One doesn’t expect the Washington Post to present unbiased reporting. That’s not its way. Not these days, at least.
That’s why I shouldn’t be surprised it’s fully supportive of red flag laws.
While singing the praised of Maryland’s law, however, it missed something.
Maryland courts have seized guns from 148 people in the three months since the state enacted a law designed to take weapons from people who are danger to themselves or others.
Four of the gun owners posed “significant threats” to schools, an official told state lawmakers Tuesday.
Montgomery County Sheriff Darren M. Popkin (D), who has helped train police officers across the state about the “red-flag” law, said he could not provide details about the gun seizures — including those that could have led to school shootings — because of a confidentiality rule.
But, Popkin told the House Judiciary Committee, “these orders . . . are saving lives.”
Maryland is one of at least nine states, including California, Connecticut and Delaware, that allow a relative, spouse, legal guardian or roommate to seek a court order to keep a person from possessing a gun.
The Washington Post failed to mention the one death attributed to Maryland’s red flag law.
Gary J. Willis, a 60-year-old gun owner, answered a knock on his door at 5:17 in the morning. Like most of us, he decided to answer the door armed, suspicious of why anyone would come calling at such an ungodly hour.
It was police, who came to take away Willis’ guns in accordance with a red flag law.
A struggle followed, and Willis was shot and killed by police.
That didn’t show up in the Washington Post‘s article. It ignored that.
It also ignored some reports that claim the protective order was taken out against Willis by a family member after an argument as a means of punishing Willis for his political opinions. The fact that there has been no official word about what the order entailed and why it was taken out isn’t helping the speculation in the least.

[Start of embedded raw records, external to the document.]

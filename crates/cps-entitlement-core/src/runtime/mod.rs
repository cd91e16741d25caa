// crates/cps-entitlement-core/src/runtime/mod.rs
// ============================================================================
// Module: Entitlement Runtime
// Description: Session engine, audit sinks, in-memory store, and validators.
// Purpose: Group the stateful pieces built on the core data model.
// Dependencies: crate::core, crate::interfaces
// ============================================================================

//! ## Overview
//! Runtime components that hold session state and talk to storage.

// ============================================================================
// SECTION: Modules
// ============================================================================

pub mod audit;
pub mod session;
pub mod store;
pub mod validator;

// ============================================================================
// SECTION: Re-Exports
// ============================================================================

pub use audit::AccessAuditEvent;
pub use audit::EntitlementAuditSink;
pub use audit::FeatureAuditEvent;
pub use audit::FileAuditSink;
pub use audit::NoopAuditSink;
pub use audit::StderrAuditSink;
pub use audit::StorageAuditEvent;
pub use audit::TierAuditEvent;
pub use session::EntitlementError;
pub use session::EntitlementSession;
pub use session::SessionParams;
pub use session::StoragePolicy;
pub use store::InMemorySessionStore;
pub use validator::DisabledCodeValidator;
pub use validator::StaticCodeValidator;
pub use validator::constant_time_eq;
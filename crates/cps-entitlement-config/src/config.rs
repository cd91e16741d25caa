// crates/cps-entitlement-config/src/config.rs
// ============================================================================
// Module: CPS Entitlement Configuration
// Description: Configuration loading and validation for the entitlement engine.
// Purpose: Provide strict, fail-closed config parsing with hard limits.
// Dependencies: cps-entitlement-core, cps-entitlement-store-sqlite, serde, toml
// ============================================================================

//! ## Overview
//! Configuration is loaded from a TOML file with strict size and path limits.
//! Unknown keys, conflicting settings, and malformed secrets are rejected.
//! Security posture: config inputs are untrusted and the access-code secret
//! never appears in `Debug` output or error messages.

// ============================================================================
// SECTION: Imports
// ============================================================================

use std::env;
use std::fmt;
use std::fs;
use std::path::Path;
use std::path::PathBuf;

use cps_entitlement_core::StoragePolicy;
use cps_entitlement_store_sqlite::SqliteSessionStoreConfig;
use cps_entitlement_store_sqlite::SqliteStoreMode;
use cps_entitlement_store_sqlite::SqliteSyncMode;
use serde::Deserialize;
use serde::Serialize;
use thiserror::Error;

// ============================================================================
// SECTION: Constants
// ============================================================================

/// Default configuration filename when no path is specified.
const DEFAULT_CONFIG_NAME: &str = "cps-entitlement.toml";
/// Environment variable used to override the config path.
pub const CONFIG_ENV_VAR: &str = "CPS_ENTITLEMENT_CONFIG";
/// Maximum configuration file size in bytes.
pub(crate) const MAX_CONFIG_FILE_SIZE: usize = 1024 * 1024;
/// Maximum length of a single path component.
pub(crate) const MAX_PATH_COMPONENT_LENGTH: usize = 255;
/// Maximum total path length.
pub(crate) const MAX_TOTAL_PATH_LENGTH: usize = 4096;
/// Maximum access-code secret length in bytes.
pub(crate) const MAX_SECRET_LENGTH: usize = 256;
/// Maximum environment variable name length.
pub(crate) const MAX_ENV_NAME_LENGTH: usize = 128;
/// Default `SQLite` busy timeout in milliseconds.
pub(crate) const DEFAULT_BUSY_TIMEOUT_MS: u64 = 5_000;
/// Maximum `SQLite` busy timeout in milliseconds.
pub(crate) const MAX_BUSY_TIMEOUT_MS: u64 = 60_000;

// ============================================================================
// SECTION: Configuration Types
// ============================================================================

/// Entitlement engine configuration.
#[derive(Debug, Clone, Default, PartialEq, Eq, Deserialize)]
#[serde(deny_unknown_fields)]
pub struct EntitlementConfig {
    /// Session storage configuration.
    #[serde(default)]
    pub storage: StorageConfig,
    /// Special-access code configuration.
    #[serde(default)]
    pub access_code: AccessCodeConfig,
    /// Audit logging configuration.
    #[serde(default)]
    pub audit: AuditConfig,
}

impl EntitlementConfig {
    /// Loads configuration from disk using the default resolution rules.
    ///
    /// The path is `path` when given, else the value of
    /// [`CONFIG_ENV_VAR`], else `cps-entitlement.toml`.
    ///
    /// # Errors
    ///
    /// Returns [`ConfigError`] when loading or validation fails.
    pub fn load(path: Option<&Path>) -> Result<Self, ConfigError> {
        let resolved = resolve_path(path)?;
        validate_path(&resolved)?;
        let bytes = fs::read(&resolved).map_err(|err| ConfigError::Io(err.to_string()))?;
        if bytes.len() > MAX_CONFIG_FILE_SIZE {
            return Err(ConfigError::Invalid("config file exceeds size limit".to_string()));
        }
        let content = std::str::from_utf8(&bytes)
            .map_err(|_| ConfigError::Invalid("config file must be utf-8".to_string()))?;
        Self::from_toml(content)
    }

    /// Parses and validates configuration from TOML text.
    ///
    /// # Errors
    ///
    /// Returns [`ConfigError`] when parsing or validation fails.
    pub fn from_toml(content: &str) -> Result<Self, ConfigError> {
        let config: Self =
            toml::from_str(content).map_err(|err| ConfigError::Parse(err.to_string()))?;
        config.validate()?;
        Ok(config)
    }

    /// Validates the configuration for internal consistency.
    ///
    /// # Errors
    ///
    /// Returns [`ConfigError`] when configuration is invalid.
    pub fn validate(&self) -> Result<(), ConfigError> {
        self.storage.validate()?;
        self.access_code.validate()?;
        self.audit.validate()?;
        Ok(())
    }
}

// ============================================================================
// SECTION: Storage
// ============================================================================

/// Session storage backends.
#[derive(Debug, Clone, Copy, PartialEq, Eq, Deserialize, Serialize, Default)]
#[serde(rename_all = "snake_case")]
pub enum StorageBackend {
    /// Process-local storage; state is lost when the process exits.
    #[default]
    Memory,
    /// Durable `SQLite` storage.
    Sqlite,
}

/// Session storage configuration.
///
/// # Invariants
/// - `path` is set if and only if `backend` is [`StorageBackend::Sqlite`].
#[derive(Debug, Clone, PartialEq, Eq, Deserialize)]
#[serde(deny_unknown_fields)]
pub struct StorageConfig {
    /// Storage backend.
    #[serde(default)]
    pub backend: StorageBackend,
    /// `SQLite` database path when using the sqlite backend.
    #[serde(default)]
    pub path: Option<PathBuf>,
    /// Busy timeout in milliseconds.
    #[serde(default = "default_busy_timeout_ms")]
    pub busy_timeout_ms: u64,
    /// `SQLite` journal mode.
    #[serde(default)]
    pub journal_mode: SqliteStoreMode,
    /// `SQLite` synchronous mode.
    #[serde(default)]
    pub sync_mode: SqliteSyncMode,
    /// Behavior when storage cannot be opened, read, or written.
    #[serde(default)]
    pub on_unavailable: StoragePolicy,
}

impl Default for StorageConfig {
    fn default() -> Self {
        Self {
            backend: StorageBackend::default(),
            path: None,
            busy_timeout_ms: default_busy_timeout_ms(),
            journal_mode: SqliteStoreMode::default(),
            sync_mode: SqliteSyncMode::default(),
            on_unavailable: StoragePolicy::default(),
        }
    }
}

impl StorageConfig {
    /// Validates storage configuration.
    fn validate(&self) -> Result<(), ConfigError> {
        if self.busy_timeout_ms == 0 || self.busy_timeout_ms > MAX_BUSY_TIMEOUT_MS {
            return Err(ConfigError::Invalid(format!(
                "storage.busy_timeout_ms out of range: {} (max {MAX_BUSY_TIMEOUT_MS})",
                self.busy_timeout_ms
            )));
        }
        match self.backend {
            StorageBackend::Memory => {
                if self.path.is_some() {
                    return Err(ConfigError::Invalid(
                        "memory storage must not set path".to_string(),
                    ));
                }
                Ok(())
            }
            StorageBackend::Sqlite => {
                let path = self.path.as_ref().ok_or_else(|| {
                    ConfigError::Invalid("sqlite storage requires path".to_string())
                })?;
                validate_path_string("storage.path", &path.to_string_lossy())
            }
        }
    }

    /// Returns the `SQLite` store configuration for the sqlite backend.
    #[must_use]
    pub fn sqlite_config(&self) -> Option<SqliteSessionStoreConfig> {
        match (self.backend, &self.path) {
            (StorageBackend::Sqlite, Some(path)) => Some(SqliteSessionStoreConfig {
                path: path.clone(),
                busy_timeout_ms: self.busy_timeout_ms,
                journal_mode: self.journal_mode,
                sync_mode: self.sync_mode,
            }),
            _ => None,
        }
    }
}

/// Returns the default busy timeout for `SQLite` connections.
const fn default_busy_timeout_ms() -> u64 {
    DEFAULT_BUSY_TIMEOUT_MS
}

// ============================================================================
// SECTION: Access Code
// ============================================================================

/// Special-access code configuration.
///
/// # Invariants
/// - At most one of `secret` and `secret_env` is set.
/// - When neither is set, special access is disabled.
#[derive(Clone, Default, PartialEq, Eq, Deserialize)]
#[serde(deny_unknown_fields)]
pub struct AccessCodeConfig {
    /// Inline secret.
    #[serde(default)]
    pub secret: Option<String>,
    /// Name of the environment variable holding the secret.
    #[serde(default)]
    pub secret_env: Option<String>,
}

impl fmt::Debug for AccessCodeConfig {
    fn fmt(&self, f: &mut fmt::Formatter<'_>) -> fmt::Result {
        f.debug_struct("AccessCodeConfig")
            .field("secret", &self.secret.as_ref().map(|_| "<redacted>"))
            .field("secret_env", &self.secret_env)
            .finish()
    }
}

impl AccessCodeConfig {
    /// Validates access-code configuration.
    fn validate(&self) -> Result<(), ConfigError> {
        match (&self.secret, &self.secret_env) {
            (Some(_), Some(_)) => Err(ConfigError::Invalid(
                "access_code.secret and access_code.secret_env are mutually exclusive".to_string(),
            )),
            (Some(secret), None) => validate_secret("access_code.secret", secret),
            (None, Some(name)) => validate_env_name(name),
            (None, None) => Ok(()),
        }
    }

    /// Returns true when special access can be granted.
    #[must_use]
    pub const fn is_enabled(&self) -> bool {
        self.secret.is_some() || self.secret_env.is_some()
    }

    /// Resolves the configured secret, reading the environment if needed.
    ///
    /// Returns `Ok(None)` when special access is disabled.
    ///
    /// # Errors
    ///
    /// Returns [`ConfigError::Invalid`] when the environment variable is
    /// unset or its value violates the secret limits.
    pub fn resolve_secret(&self) -> Result<Option<String>, ConfigError> {
        if let Some(secret) = &self.secret {
            return Ok(Some(secret.clone()));
        }
        let Some(name) = &self.secret_env else {
            return Ok(None);
        };
        let value = env::var(name).map_err(|_| {
            ConfigError::Invalid(format!("access_code.secret_env variable {name} is not set"))
        })?;
        validate_secret(&format!("access_code.secret_env ({name})"), &value)?;
        Ok(Some(value))
    }
}

/// Validates a secret's length without echoing it.
fn validate_secret(field: &str, secret: &str) -> Result<(), ConfigError> {
    if secret.is_empty() {
        return Err(ConfigError::Invalid(format!("{field} must be non-empty")));
    }
    if secret.len() > MAX_SECRET_LENGTH {
        return Err(ConfigError::Invalid(format!(
            "{field} exceeds max length of {MAX_SECRET_LENGTH} bytes"
        )));
    }
    Ok(())
}

/// Validates an environment variable name.
fn validate_env_name(name: &str) -> Result<(), ConfigError> {
    if name.trim().is_empty() {
        return Err(ConfigError::Invalid("access_code.secret_env must be non-empty".to_string()));
    }
    if name.len() > MAX_ENV_NAME_LENGTH {
        return Err(ConfigError::Invalid("access_code.secret_env exceeds max length".to_string()));
    }
    if name.contains('=') || name.contains('\0') {
        return Err(ConfigError::Invalid(
            "access_code.secret_env contains invalid characters".to_string(),
        ));
    }
    Ok(())
}

// ============================================================================
// SECTION: Audit
// ============================================================================

/// Audit sink selection.
#[derive(Debug, Clone, Copy, PartialEq, Eq, Deserialize, Serialize, Default)]
#[serde(rename_all = "snake_case")]
pub enum AuditSinkKind {
    /// Discard audit events.
    None,
    /// JSON lines on stderr.
    #[default]
    Stderr,
    /// JSON lines appended to `audit.path`.
    File,
}

/// Audit logging configuration.
///
/// # Invariants
/// - `path` is set if and only if `sink` is [`AuditSinkKind::File`].
#[derive(Debug, Clone, Default, PartialEq, Eq, Deserialize)]
#[serde(deny_unknown_fields)]
pub struct AuditConfig {
    /// Audit sink.
    #[serde(default)]
    pub sink: AuditSinkKind,
    /// Audit log path (JSON lines) for the file sink.
    #[serde(default)]
    pub path: Option<PathBuf>,
}

impl AuditConfig {
    /// Validates audit configuration.
    fn validate(&self) -> Result<(), ConfigError> {
        match (self.sink, &self.path) {
            (AuditSinkKind::File, Some(path)) => {
                validate_path_string("audit.path", &path.to_string_lossy())
            }
            (AuditSinkKind::File, None) => {
                Err(ConfigError::Invalid("file audit sink requires path".to_string()))
            }
            (_, Some(_)) => {
                Err(ConfigError::Invalid("audit.path is only valid for the file sink".to_string()))
            }
            (_, None) => Ok(()),
        }
    }
}

// ============================================================================
// SECTION: Errors
// ============================================================================

/// Configuration loading or validation errors.
#[derive(Debug, Error)]
pub enum ConfigError {
    /// I/O failure while reading configuration.
    #[error("config io error: {0}")]
    Io(String),
    /// TOML parsing error.
    #[error("config parse error: {0}")]
    Parse(String),
    /// Invalid configuration data.
    #[error("invalid config: {0}")]
    Invalid(String),
}

// ============================================================================
// SECTION: Helpers
// ============================================================================

/// Resolves the config path from the caller or environment defaults.
fn resolve_path(path: Option<&Path>) -> Result<PathBuf, ConfigError> {
    if let Some(path) = path {
        return Ok(path.to_path_buf());
    }
    if let Ok(env_path) = env::var(CONFIG_ENV_VAR) {
        if env_path.len() > MAX_TOTAL_PATH_LENGTH {
            return Err(ConfigError::Invalid("config path exceeds max length".to_string()));
        }
        return Ok(PathBuf::from(env_path));
    }
    Ok(PathBuf::from(DEFAULT_CONFIG_NAME))
}

/// Validates the resolved path against security limits.
fn validate_path(path: &Path) -> Result<(), ConfigError> {
    let text = path.to_string_lossy();
    if text.len() > MAX_TOTAL_PATH_LENGTH {
        return Err(ConfigError::Invalid("config path exceeds max length".to_string()));
    }
    for component in path.components() {
        let value = component.as_os_str().to_string_lossy();
        if value.len() > MAX_PATH_COMPONENT_LENGTH {
            return Err(ConfigError::Invalid("config path component too long".to_string()));
        }
    }
    Ok(())
}

/// Validates a path string against length constraints.
fn validate_path_string(field: &str, value: &str) -> Result<(), ConfigError> {
    let trimmed = value.trim();
    if trimmed.is_empty() {
        return Err(ConfigError::Invalid(format!("{field} must be non-empty")));
    }
    if trimmed.len() > MAX_TOTAL_PATH_LENGTH {
        return Err(ConfigError::Invalid(format!("{field} exceeds max length")));
    }
    for component in Path::new(trimmed).components() {
        let component_value = component.as_os_str().to_string_lossy();
        if component_value.len() > MAX_PATH_COMPONENT_LENGTH {
            return Err(ConfigError::Invalid(format!("{field} path component too long")));
        }
    }
    Ok(())
}

// ============================================================================
// SECTION: Tests
// ============================================================================
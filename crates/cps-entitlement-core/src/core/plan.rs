// crates/cps-entitlement-core/src/core/plan.rs
// ============================================================================
// Module: Plan Summaries
// Description: Serializable capability answer sets for display and UI use.
// Purpose: Derive plan copy and session snapshots from the enforcement tables.
// Dependencies: crate::core::{entitlement, feature, limits, tier}, serde
// ============================================================================

//! ## Overview
//! [`PlanSummary`] describes what a tier grants and [`CapabilitySnapshot`]
//! describes what a session can do right now. Both are computed from the same
//! tables the capability queries use, so display text cannot disagree with
//! enforcement.

// ============================================================================
// SECTION: Imports
// ============================================================================

use serde::Serialize;

use crate::core::entitlement::Entitlement;
use crate::core::feature::Feature;
use crate::core::limits;
use crate::core::limits::Limit;
use crate::core::tier::Tier;

// ============================================================================
// SECTION: Plan Summary
// ============================================================================

/// What a single tier grants.
#[derive(Debug, Clone, PartialEq, Eq, Serialize)]
pub struct PlanSummary {
    /// Tier being described.
    pub tier: Tier,
    /// Display label.
    pub label: &'static str,
    /// Document limit.
    pub document_limit: Limit,
    /// Viewable violation limit.
    pub violation_limit: Limit,
    /// Whether full violation details are visible.
    pub full_violation_details: bool,
    /// AI credit allowance.
    pub ai_credits: u32,
    /// Features included in the tier.
    pub features: Vec<Feature>,
}

impl PlanSummary {
    /// Builds the summary for one tier.
    #[must_use]
    pub fn for_tier(tier: Tier) -> Self {
        Self {
            tier,
            label: tier.label(),
            document_limit: limits::document_limit(tier),
            violation_limit: limits::violation_limit(tier),
            full_violation_details: limits::full_violation_details(tier),
            ai_credits: limits::ai_credits(tier),
            features: Feature::included_in(tier),
        }
    }

    /// Returns summaries for every tier in ascending order.
    #[must_use]
    pub fn catalog() -> Vec<Self> {
        Tier::ALL.into_iter().map(Self::for_tier).collect()
    }
}

// ============================================================================
// SECTION: Capability Snapshot
// ============================================================================

/// Point-in-time answer set for a session.
///
/// # Invariants
/// - When `special_access` is true, `effective_tier` is [`Tier::MAX`].
#[derive(Debug, Clone, PartialEq, Eq, Serialize)]
pub struct CapabilitySnapshot {
    /// Stored tier.
    pub tier: Tier,
    /// Tier the answers are computed for.
    pub effective_tier: Tier,
    /// Whether special access is active.
    pub special_access: bool,
    /// Document limit.
    pub document_limit: Limit,
    /// Viewable violation limit.
    pub violation_limit: Limit,
    /// Whether full violation details are visible.
    pub full_violation_details: bool,
    /// AI credit allowance.
    pub ai_credits: u32,
    /// Unlocked features.
    pub features: Vec<Feature>,
}

impl From<Entitlement> for CapabilitySnapshot {
    fn from(entitlement: Entitlement) -> Self {
        Self {
            tier: entitlement.stored_tier(),
            effective_tier: entitlement.effective_tier(),
            special_access: entitlement.is_overridden(),
            document_limit: entitlement.document_limit(),
            violation_limit: entitlement.violation_limit(),
            full_violation_details: entitlement.can_see_full_violation_details(),
            ai_credits: entitlement.ai_credits_limit(),
            features: Feature::included_in(entitlement.effective_tier()),
        }
    }
}
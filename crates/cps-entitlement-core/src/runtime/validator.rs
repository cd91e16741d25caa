// crates/cps-entitlement-core/src/runtime/validator.rs
// ============================================================================
// Module: Access Code Validators
// Description: Built-in special-access code validators.
// Purpose: Compare presented codes against a configured secret in constant time.
// Dependencies: crate::interfaces, subtle
// ============================================================================

//! ## Overview
//! [`StaticCodeValidator`] accepts exactly one configured secret: the match is
//! byte-for-byte, case-sensitive, and untrimmed. [`DisabledCodeValidator`]
//! rejects everything and is used when no secret is configured.
//!
//! Security posture: the secret is never exposed through `Debug` and is
//! compared in constant time.

// ============================================================================
// SECTION: Imports
// ============================================================================

use std::fmt;

use subtle::ConstantTimeEq;

use crate::interfaces::CodeValidator;

// ============================================================================
// SECTION: Constant-Time Comparisons
// ============================================================================

/// Compares two byte slices in constant time.
#[must_use]
pub fn constant_time_eq(a: &[u8], b: &[u8]) -> bool {
    a.ct_eq(b).into()
}

// ============================================================================
// SECTION: Validators
// ============================================================================

/// Validator that accepts a single static secret.
#[derive(Clone)]
pub struct StaticCodeValidator {
    /// Secret bytes.
    secret: Vec<u8>,
}

impl StaticCodeValidator {
    /// Creates a validator for `secret`.
    #[must_use]
    pub fn new(secret: impl Into<String>) -> Self {
        Self {
            secret: secret.into().into_bytes(),
        }
    }
}

impl fmt::Debug for StaticCodeValidator {
    fn fmt(&self, f: &mut fmt::Formatter<'_>) -> fmt::Result {
        f.debug_struct("StaticCodeValidator").field("secret", &"<redacted>").finish()
    }
}

impl CodeValidator for StaticCodeValidator {
    fn validate(&self, code: &str) -> bool {
        constant_time_eq(code.as_bytes(), &self.secret)
    }
}

/// Validator that rejects every code.
#[derive(Debug, Clone, Copy, Default)]
pub struct DisabledCodeValidator;

impl CodeValidator for DisabledCodeValidator {
    fn validate(&self, _code: &str) -> bool {
        false
    }
}

// ============================================================================
// SECTION: Tests
// ============================================================================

And that’s part of the problem.
So many of these laws are written in such a way that they can be used as a means of punishment.
Further, while Maryland is touting it stopped all of these people, it’s also impossible to know how many of those people could have been stopped without the red flag laws. After all, planning a mass shooting is illegal. Could these “significant threats” have been stopped without red flag laws?
Of course they could. They could have been stopped and the planners arrested, all while not infringing on other people’s Second Amendment rights. But that wouldn’t advance the anti-gun notion that red flag laws are somehow a net good for society.
They’re nothing of the sort. They’re a direct infringement of our rights, both people’s Second Amendment rights, and their due process rights.